Do Polski właściciele kupują konie średniej jakości, za stosunkowo małe pieniądze, przez ogólny system dotowania wyścigów. Według mnie, dobrym systemem byłoby dotowanie naszych wyścigów od dołu – od podstaw. To spowodowałoby, że właścicielom opłacałoby się kupować droższe, a co za tym idzie lepsze konie. Te z kolei za kilka lat mogłyby podnieść ogólny poziom naszych wyścigów. W tej chwili wygląda to tak, jak w krajach trzeciego świata. Wszędzie dookoła są slumsy, a na środku stoi jeden pałac, który jest zarezerwowany dla elit i w naszym przypadku jest nim Wielka Warszawska.
W takim razie, jakie jest Pana marzenie?
Zawsze marzyłem o wygraniu Łuku Triumfalnego, ale aktualnie nie mamy szans kupić do Polski konia z nadziejami na walkę w gonitwie tej rangi. Teraz mam inne marzenie – chciałbym tylko móc sobie pozwolić na wyjazd z tego kraju. Chciałbym kupić farmę w Irlandii, pracować tam całymi dniami, tak jak i tutaj. Jednak tam mógłbym myśleć o czymś więcej niż tylko tym, jak przeżyć kolejny sezon, wygrywając grosze. Przecież ja nie jestem trenerem, który nie może wygrać gonitwy – od dawna jestem w czołówce, a i tak nie jest kolorowo. Jestem w stanie podtrzymywać swoją trenerską działalność tylko dlatego, że pracuję na kilku etatach – jako trener, jeździec, kierowca, dostawca, pomocnik stajenny itd.
Realnie myśli Pan o przeprowadzce za granicę?
Tak i nawet nie patrzę na to, jak na marzenie niemożliwe do spełnienia, tylko jak na cel. Ogólnie tak już mam, że marzenia przekuwam w cele i nieustannie dążę do ich realizacji, więc myślę, że w końcu to zrobię. Wyjadę z Polski i będę żył w normalnym kraju, gdzie hodowla i wyścigi dają ludziom przede wszystkim satysfakcję oraz zadowolenie, a dopiero w dalszej kolejności możliwość zarobku. Jest mi przykro, że obecnie w polskich wyścigach nie ma szansy ani na satysfakcję, ani na zadowolenie, ani na prawdziwy rozwój.
Czy chciałby Pan w jakiś sposób podsumować swoje odczucia na myśl o obecnym stanie polskich wyścigów konnych?

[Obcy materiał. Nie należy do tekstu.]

//! Adaptive subdivision: splitting an overloaded leaf into its children
//! (eight Bey/octant children, or — for the type-less `Tetree` root — all
//! 48 `(type, bey_index)` combinations, per
//! [`luciferase_geometry::SFCKey::subdivision_children`]), and the reverse
//! merge when a subtree becomes sparse again.
//!
//! Tetrahedral refinement is atomic: a tetrahedron splits into all of its
//! children together, never a subset, so `subdivide` always creates every
//! child entry even if some end up empty.

use luciferase_error::Result;
use luciferase_geometry::SFCKey;
use luciferase_types::{EntityId, IndexConfig, Vec3f};

use crate::coords::CoordMapper;
use crate::entity_manager::EntityManager;
use crate::node_store::NodeStore;

/// Split the leaf at `key` into its eight children, redistributing its
/// entities by re-locating each one's position one level deeper, then
/// recurses into any child that is now itself over capacity.
///
/// # Errors
/// Propagates geometry errors (e.g. refining past `max_refinement_level`).
pub fn subdivide(
    store: &NodeStore,
    entities: &EntityManager,
    config: &IndexConfig,
    mapper: &CoordMapper,
    key: SFCKey,
) -> Result<()> {
    if key.level() >= config.max_refinement_level {
        return Ok(());
    }

    let overflow: Vec<EntityId> = store.with_node_mut(key, |node| node.entities.to_vec());
    if overflow.len() <= config.max_entities_per_node as usize {
        return Ok(());
    }

    let child_level = key.level() + 1;
    let mut single_bucket = true;
    let mut first_target = None;
    for &id in &overflow {
        let Some(record) = entities.get(id) else { continue };
        let int_point = mapper.to_int(record.position)?;
        let target = SFCKey::locate(key.kind(), int_point, child_level)?;
        match first_target {
            None => first_target = Some(target),
            Some(prev) if prev == target => {}
            Some(_) => {
                single_bucket = false;
                break;
            }
        }
    }
    if single_bucket {
        // Every overflowing entity maps to the same child: subdividing
        // would not relieve the overload, so this leaf stays as-is (§8
        // scenario 2, "single-child-bucket abort").
        return Ok(());
    }

    let children = key.subdivision_children()?;
    for &child_key in &children {
        store.with_node_mut(child_key, |_| {});
    }
    store.with_node_mut(key, |node| {
        node.entities.clear();
        for slot in 0..children.len() as u8 {
            node.set_child_present(slot, true);
        }
        node.set_cached_aabb(None);
    });

    for id in overflow {
        let Some(record) = entities.get(id) else {
            continue;
        };
        let target = place_in_children(&children, record.position, mapper)?;
        store.with_node_mut(target, |node| node.insert_entity(id));
        entities.with_record_mut(id, |rec| {
            rec.remove_location(&key);
            rec.add_location(target);
        })?;
    }

    for child_key in children {
        subdivide(store, entities, config, mapper, child_key)?;
    }
    Ok(())
}

/// Which of the already-created children a position belongs to.
fn place_in_children(children: &[SFCKey], position: Vec3f, mapper: &CoordMapper) -> Result<SFCKey> {
    let level = children[0].level();
    let int_point = mapper.to_int(position)?;
    let located = SFCKey::locate(children[0].kind(), int_point, level)?;
    debug_assert!(children.contains(&located), "locate must land on a created sibling");
    Ok(located)
}

/// If `key`'s children are all present, are all leaves, and their combined
/// entity count is within capacity, fold them back into `key` and drop
/// their node-store entries.
///
/// # Errors
/// Propagates entity-manager errors while relocating entities upward.
pub fn try_merge(store: &NodeStore, entities: &EntityManager, config: &IndexConfig, key: SFCKey) -> Result<bool> {
    let Some(node) = store.get(&key) else {
        return Ok(false);
    };
    if node.is_leaf() {
        return Ok(false);
    }

    let children = key.subdivision_children()?;
    let mut child_keys = Vec::with_capacity(children.len());
    let mut total = node.entities.len();
    for (slot, &child_key) in children.iter().enumerate() {
        if !node.has_child(slot as u8) {
            return Ok(false);
        }
        let Some(child) = store.get(&child_key) else {
            return Ok(false);
        };
        if !child.is_leaf() {
            return Ok(false);
        }
        total += child.entities.len();
        child_keys.push(child_key);
    }

    if total > config.max_entities_per_node as usize {
        return Ok(false);
    }

    let mut hoisted = Vec::with_capacity(total);
    for &child_key in &child_keys {
        if let Some(child) = store.remove(&child_key) {
            hoisted.extend(child.entities);
        }
    }
    store.with_node_mut(key, |parent| {
        parent.clear_children();
        parent.set_cached_aabb(None);
        for id in &hoisted {
            parent.insert_entity(*id);
        }
    });
    for id in hoisted {
        for &child_key in &child_keys {
            let _ = entities.with_record_mut(id, |rec| {
                rec.remove_location(&child_key);
                rec.add_location(key);
            });
        }
    }
    Ok(true)
}

#[cfg(test)]
mod tests {
    use super::*;
    use luciferase_geometry::KeyKind;
    use luciferase_types::Aabb;

    fn small_index() -> (NodeStore, EntityManager, IndexConfig, CoordMapper) {
        let store = NodeStore::new(KeyKind::Tetree);
        let entities = EntityManager::new();
        let config = IndexConfig {
            max_entities_per_node: 2,
            max_depth: 21,
            spanning_policy: luciferase_types::SpanningPolicy::FullBounds,
            max_refinement_level: 21,
            collision_margin: 0.0,
        };
        let bounds = Aabb::new(Vec3f::new(0.0, 0.0, 0.0), Vec3f::new(1000.0, 1000.0, 1000.0));
        (store, entities, config, CoordMapper::new(bounds))
    }

    #[test]
    fn overflowing_leaf_subdivides_and_redistributes() {
        let (store, entities, config, mapper) = small_index();
        let root = SFCKey::root(KeyKind::Tetree);
        let positions = [
            Vec3f::new(10.0, 10.0, 10.0),
            Vec3f::new(900.0, 900.0, 900.0),
            Vec3f::new(10.0, 900.0, 10.0),
        ];
        for (i, p) in positions.iter().enumerate() {
            let id = EntityId::new(i as u64);
            entities.register(id, *p, None).unwrap();
            store.with_node_mut(root, |node| node.insert_entity(id));
        }
        subdivide(&store, &entities, &config, &mapper, root).unwrap();

        let root_node = store.get(&root).unwrap();
        assert!(root_node.entities.is_empty());
        assert!(!root_node.is_leaf());

        // The root is the type-less Tetree case: its children span all six
        // Kuhn simplices (48 slots), not a single type's eight.
        let children = root.subdivision_children().unwrap();
        assert_eq!(children.len(), 48);
        let total_in_children: usize = children
            .iter()
            .map(|k| store.get(k).map_or(0, |n| n.entities.len()))
            .sum();
        assert_eq!(total_in_children, 3);
    }

    #[test]
    fn merge_reverses_subdivision_once_sparse() {
        let (store, entities, config, mapper) = small_index();
        let root = SFCKey::root(KeyKind::Tetree);
        for i in 0..3u64 {
            let p = Vec3f::new(10.0 + i as f32, 10.0, 10.0);
            let id = EntityId::new(i);
            entities.register(id, p, None).unwrap();
            store.with_node_mut(root, |node| node.insert_entity(id));
        }
        subdivide(&store, &entities, &config, &mapper, root).unwrap();
        // Remove one entity so the combined count (2) fits back under the
        // cap of 2.
        let leftover = EntityId::new(2);
        let children = root.subdivision_children().unwrap();
        for &child in &children {
            store.with_node_mut(child, |node| {
                node.remove_entity(leftover);
            });
        }
        let merged = try_merge(&store, &entities, &config, root).unwrap();
        assert!(merged);
        assert!(store.get(&root).unwrap().is_leaf());
        for &child in &children {
            assert!(!store.contains(&child));
        }
    }
}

Dopóki polskimi wyścigami rządzą ludzie z nadania, przywiezieni w pudełkach, to ta branża nie ma szans na rozwój. Celem powinno być renegocjowanie umowy Polskiego Klubu Wyścigów Konnych z Totalizatorem lub całkowite jej zerwanie. W tym momencie trzeba podjąć jakąś akcję. Warto się przyjrzeć modelom angielskim czy francuskim i temu, w jaki sposób ich Jockey Cluby zarządzają całym przemysłem wyścigowym, a poszczególne tory są tylko organizatorami dni wyścigowych. Należy otworzyć się na krytykę, wyciągnąć wnioski i skupić się na pracy nad rozwojem polskich wyścigów konnych. Chciałbym, żeby ich sytuacja w końcu zaczęła się poprawiać.